Carlos Moedas traz consigo novas propostas para a mobilidade na capital. Analiso aqui algumas delas.

Photo : Mário Rui André/Lisbon For People

No passado dia 26 de Setembro, Lisboa foi a votos e decidiu pela mudança. Numa noite eleitoral surpreendente, Fernando Medina da coligação Mais Lisboa (PS/L), saiu derrotado por 2300 votos pela coligação New Times (PSD/CDS/PPM/MPT/A), liderada por Carlos Moedas, que vai ser, portanto, o presidente da CML nos próximos quatro anos.

A tomada de posse decorre nesta segunda-feira. Não se advinham quatro anos fáceis. Moedas contará com uma Assembleia Municipal “hostil” e uma minoria de vereadores à direita na Câmara. Isto significa que não haverá decisões sem negociação com a esquerda.

Mas não é apenas isso que tornam estes quatro anos desafiantes. Além da urgência climática que vivemos, Lisboa ficará a braços com o regresso do turismo em força e com tranches generosas de fundos europeus para ajudar a recuperação pós-pandemia. Serão quatro anos desafiantes, mas, com ou sem apoio de uma maioria, Carlos Moedas traz consigo novas propostas para a mobilidade na capital. Analiso aqui algumas delas.

Desatar o nó da Linha Circular e passar a uma Linha “em Laço”

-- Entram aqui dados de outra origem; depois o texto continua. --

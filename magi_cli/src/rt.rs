//! Real-time scheduling helpers (Linux SCHED_FIFO / affinity / mlockall; mlockall elsewhere).

use crate::cli::{RtArgs, RtLock};
use std::sync::OnceLock;

static RT_ONCE: OnceLock<()> = OnceLock::new();

/// Apply the requested real-time settings once per process. Failures are
/// logged and the process keeps running with normal scheduling.
pub fn setup_rt_once(args: &RtArgs) {
    if !args.rt {
        return;
    }
    let lock = args.rt_lock.unwrap_or_else(RtLock::os_default);
    RT_ONCE.get_or_init(|| {
        match lock_memory(lock) {
            Ok(()) => tracing::info!(mode = ?lock, "RT memory lock applied"),
            Err(err) => tracing::warn!(error = %err, "mlockall failed"),
        }
        apply_scheduling(args.rt_prio, args.rt_cpu);
    });
}

#[cfg(unix)]
fn lock_memory(lock: RtLock) -> eyre::Result<()> {
    use libc::{MCL_CURRENT, MCL_FUTURE, mlockall};

    let flags = match lock {
        RtLock::None => return Ok(()),
        RtLock::Current => MCL_CURRENT,
        RtLock::All => MCL_CURRENT | MCL_FUTURE,
    };
    // SAFETY: mlockall takes plain flags and has no memory-safety preconditions.
    if unsafe { mlockall(flags) } == 0 {
        return Ok(());
    }
    let err = std::io::Error::last_os_error();
    let retryable = matches!(err.raw_os_error(), Some(c) if c == libc::EPERM || c == libc::ENOMEM);
    // Locking future pages is the first thing to go under a tight memlock limit.
    if matches!(lock, RtLock::All) && retryable && unsafe { mlockall(MCL_CURRENT) } == 0 {
        tracing::warn!(error = %err, "mlockall(current|future) failed; locked current pages only");
        return Ok(());
    }
    let mut msg = format!("mlockall({lock:?}) failed: {err}");
    if retryable {
        msg.push_str("; hint: needs CAP_IPC_LOCK (or root) and a sufficient 'ulimit -l'");
    }
    Err(eyre::eyre!(msg))
}

#[cfg(not(unix))]
fn lock_memory(_lock: RtLock) -> eyre::Result<()> {
    eyre::bail!("memory locking is not supported on this OS")
}

#[cfg(target_os = "linux")]
fn apply_scheduling(prio: Option<i32>, cpu: Option<usize>) {
    if let Err(err) = set_fifo_priority(prio) {
        tracing::warn!(error = %err, "SCHED_FIFO not applied");
    }
    if let Err(err) = pin_to_cpu(cpu.unwrap_or(0)) {
        tracing::warn!(error = %err, "CPU affinity not applied");
    }
}

#[cfg(not(target_os = "linux"))]
fn apply_scheduling(_prio: Option<i32>, _cpu: Option<usize>) {
    tracing::warn!("SCHED_FIFO and CPU affinity are Linux-only; only mlockall applied");
}

#[cfg(target_os = "linux")]
fn set_fifo_priority(prio: Option<i32>) -> eyre::Result<()> {
    use libc::{SCHED_FIFO, sched_get_priority_max, sched_get_priority_min, sched_param};

    // SAFETY: plain queries of the scheduler's priority range.
    let (min, max) = unsafe {
        (
            sched_get_priority_min(SCHED_FIFO),
            sched_get_priority_max(SCHED_FIFO),
        )
    };
    let (min, max) = if min < 0 || max < 0 { (1, 99) } else { (min, max) };
    let param = sched_param {
        sched_priority: prio.unwrap_or(max).clamp(min, max),
    };
    // SAFETY: `param` outlives the call; pid 0 is the calling process.
    if unsafe { libc::sched_setscheduler(0, SCHED_FIFO, &param) } != 0 {
        let err = std::io::Error::last_os_error();
        eyre::bail!(
            "sched_setscheduler(SCHED_FIFO, {}) failed: {err}; hint: needs CAP_SYS_NICE or root",
            param.sched_priority
        );
    }
    tracing::info!(priority = param.sched_priority, "RT SCHED_FIFO applied");
    Ok(())
}

#[cfg(target_os = "linux")]
fn pin_to_cpu(cpu: usize) -> eyre::Result<()> {
    let capacity = std::mem::size_of::<libc::cpu_set_t>() * 8;
    if cpu >= capacity {
        eyre::bail!("CPU {cpu} exceeds cpu_set_t capacity {capacity}");
    }
    // SAFETY: cpu_set_t is plain data; all-zero is the empty set.
    let mut allowed: libc::cpu_set_t = unsafe { std::mem::zeroed() };
    // SAFETY: `allowed` is a valid, writable cpu_set_t of the size passed.
    let rc = unsafe {
        libc::sched_getaffinity(0, std::mem::size_of::<libc::cpu_set_t>(), &mut allowed)
    };
    // SAFETY: `cpu` was bounds-checked against the set's capacity above.
    if rc == 0 && !unsafe { libc::CPU_ISSET(cpu, &allowed) } {
        eyre::bail!("CPU {cpu} not permitted by the current affinity mask");
    }
    // SAFETY: as above; `desired` is a zeroed cpu_set_t.
    let mut desired: libc::cpu_set_t = unsafe { std::mem::zeroed() };
    unsafe { libc::CPU_SET(cpu, &mut desired) };
    // SAFETY: `desired` is valid for the size passed.
    let rc =
        unsafe { libc::sched_setaffinity(0, std::mem::size_of::<libc::cpu_set_t>(), &desired) };
    if rc != 0 {
        return Err(eyre::eyre!(std::io::Error::last_os_error()));
    }
    tracing::info!(cpu, "RT CPU affinity applied");
    Ok(())
}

A polémica Linha Circular do Metro, defendida quase em exclusividade pelo PS e, claro, por Fernando Medina, pode ser um dos alvos a abater de Moedas.

Apesar de boa parte das obras já estarem no terreno, o novo presidente da CML parece determinado a evitar que o formato de operação da linha forme uma circular entre o Campo Grande e o Cais do Sodré. Em vez da atual solução, Moedas defende que o esquema de circulação no Campo Grande não deve ser alterado, pelo que, mantendo-se a expansão entre o Rato e o Cais do Sodré, as Linhas Verde e Amarela seria fundidas numa única linha, em laço.

Nesta linha, um comboio iniciaria o seu serviço em (vamos supor) Odivelas, continuando depois para sul até ao Cais do Sodré através do atual alinhamento da Linha Amarela, fazendo depois o percurso para norte até Telheiras, cruzando duas vezes a estação do Campo Grande.

Não será uma medida muito fácil de implementar, em parte porque implica dialogar com quem tem verdadeiramente a tutela do Metro, o Governo (que sempre foi acérrimo defensor da Linha Circular). É verdade que mesmo com as obras previstas para a Circular é possível adotar um esquema de funcionamento em laço mas acaba por tornar as intervenções previstas no Campo Grande, totalmente inúteis (e o seu custo, um desperdício de fundos).

Esta é uma excelente proposta de Moedas. Não há qualquer vantagem da solução circular em comparação à solução em laço. Esta nova solução permite à mesma resolver o problema de acesso desde o Cais do Sodré (interface ferroviário e fluvial) ao eixo das Avenidas Novas (eixo de maior procura da rede), ao mesmo tempo que não cria transbordos desnecessários para os utentes. É um caso de win-win!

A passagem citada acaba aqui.